From: Matthieu Baerts <matttbe@kernel.org>
To: Stefano Garzarella <sgarzare@redhat.com>
Cc: Stefan Hajnoczi <stefanha@redhat.com>,
kvm@vger.kernel.org, virtualization@lists.linux.dev,
Netdev <netdev@vger.kernel.org>,
rcu@vger.kernel.org, MPTCP Linux <mptcp@lists.linux.dev>,
Linux Kernel <linux-kernel@vger.kernel.org>,
Peter Zijlstra <peterz@infradead.org>,
Thomas Gleixner <tglx@kernel.org>,
Shinichiro Kawasaki <shinichiro.kawasaki@wdc.com>,
"Paul E. McKenney" <paulmck@kernel.org>
Subject: Re: Stalls when starting a VSOCK listening socket: soft lockups, RCU stalls, timeout
Date: Fri, 6 Feb 2026 18:13:44 +0100 [thread overview]
Message-ID: <d7724321-3e04-4fc3-be64-e19a6103de64@kernel.org> (raw)

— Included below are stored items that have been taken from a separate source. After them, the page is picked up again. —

//! Process entry point (spec §6.2 `thread_main`) and `Context`
//! construction from process arguments (spec §6.3, §9.5).
//!
//! The single-mutator-per-context rule (spec §9 "Thread-local context") is
//! honored by building `Context` on the stack here and threading
//! `&mut Context` through every call explicitly, rather than stashing a
//! raw pointer to it behind a `thread_local!` the way the original's
//! `__thread OME_Context *OME_context` does.

use crate::alloc::{allocate_array, allocate_string};
use crate::config::Config;
use crate::context::Context;
use crate::contract::{traceback_entry, MainFn, ToplevelFn};
use crate::error::{print_traceback, HeapInitError};
use crate::heap::Heap;
use crate::value::{Tag, Value};
use std::mem::size_of;

impl Context {
    /// Build a fresh context sized per `config`, with `argv` populated as
    /// an ordinary heap `Array` of `String`s (spec §6.3, the original's
    /// `OME_initialize`/`OME_argv`). `argv` is reachable as a root from
    /// here on, not a process-wide global.
    pub fn new_with_args(config: &Config, args: &[String]) -> Result<Context, HeapInitError> {
        let heap = Heap::new(
            config.reserved_size,
            config.initial_committed_size,
            config.max_heap_size,
            config.latency_ms,
        )?;
        let mut ctx = Context::new(config.stack_size, heap);

        // The array must be rooted before filling it in: allocating each
        // element string can itself trigger a collection that moves the
        // array, so its address is re-derived from the root after every
        // allocation rather than cached across the loop.
        let frame = ctx
            .enter(1)
            .unwrap_or_else(|_| panic!("stack too small to hold argv root"));
        let array = allocate_array(&mut ctx, args.len() as u32)
            .expect("allocating argv failed on a freshly initialized heap");
        frame.save(&mut ctx, 0, Value::tag_pointer(Tag::ARRAY, array));
        for (i, arg) in args.iter().enumerate() {
            let s = allocate_string(&mut ctx, arg.as_bytes())
                .expect("allocating an argv string failed on a freshly initialized heap");
            let array = frame.load(&ctx, 0).untag_pointer();
            let elems = unsafe { array.add(size_of::<u64>()) as *mut Value };
            unsafe { elems.add(i).write(s) };
        }
        ctx.argv = frame.load(&ctx, 0);
        frame.leave(&mut ctx, Value::boolean(true));
        Ok(ctx)
    }
}

/// Run the toplevel program to completion (spec §6.2, the original's
/// `OME_thread_main`): build a `Context` from `args`, build the toplevel
/// receiver, send it `main`, and print a traceback to stderr on an
/// uncaught error. Returns the process exit code.
pub fn thread_main(config: &Config, args: &[String], toplevel: ToplevelFn, main: MainFn) -> i32 {
    let mut ctx = match Context::new_with_args(config, args) {
        Ok(ctx) => ctx,
        Err(e) => {
            eprintln!("failed to initialize heap: {e}");
            return 1;
        }
    };

    let receiver = unsafe { toplevel(Value::FALSE) };
    let result = unsafe { main(receiver) };

    if result.is_error() {
        let entries: Vec<_> = ctx
            .traceback_entries()
            .filter_map(traceback_entry)
            .copied()
            .collect();
        let mut out = String::new();
        let _ = print_traceback(&mut out, &entries, None, result);
        eprint!("{out}");
        1
    } else {
        0
    }
}

#[cfg(test)]
mod tests {
    use super::*;

    #[test]
    fn new_with_args_builds_argv_array() {
        let config = Config {
            initial_committed_size: 1 << 16,
            ..Config::default()
        };
        let args = vec!["a".to_string(), "bb".to_string()];
        let ctx = Context::new_with_args(&config, &args).unwrap();
        assert_eq!(ctx.argv.get_tag(), Tag::ARRAY);
        let body = ctx.argv.untag_pointer();
        let len = unsafe { *(body as *const u32) };
        assert_eq!(len, 2);
    }

    unsafe extern "C" fn identity_toplevel(v: Value) -> Value {
        v
    }

    unsafe extern "C" fn ok_main(_receiver: Value) -> Value {
        Value::boolean(true)
    }

    #[test]
    fn thread_main_returns_zero_on_success() {
        let config = Config {
            initial_committed_size: 1 << 16,
            ..Config::default()
        };
        let code = thread_main(&config, &[], identity_toplevel, ok_main);
        assert_eq!(code, 0);
    }
}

In-Reply-To: <aYYWQHiu8j_Zlu3v@sgarzare-redhat>
Hi Stefano,
Thank you for your reply!
On 06/02/2026 17:38, Stefano Garzarella wrote:
> On Fri, Feb 06, 2026 at 12:54:13PM +0100, Matthieu Baerts wrote:
>> Hi Stefan, Stefano, + VM, RCU, sched people,
>
> Hi Matt,
>
>>
>> First, I'm sorry to cc a few MLs, but I'm still trying to locate the
>> origin of the issue I'm seeing.
>>
>> Our CI for the MPTCP subsystem is now regularly hitting various stalls
>> before even starting the MPTCP test suite. These issues are visible on
>> top of the latest net and net-next trees, which have been sync with
>> Linus' tree yesterday. All these issues have been seen on a "public CI"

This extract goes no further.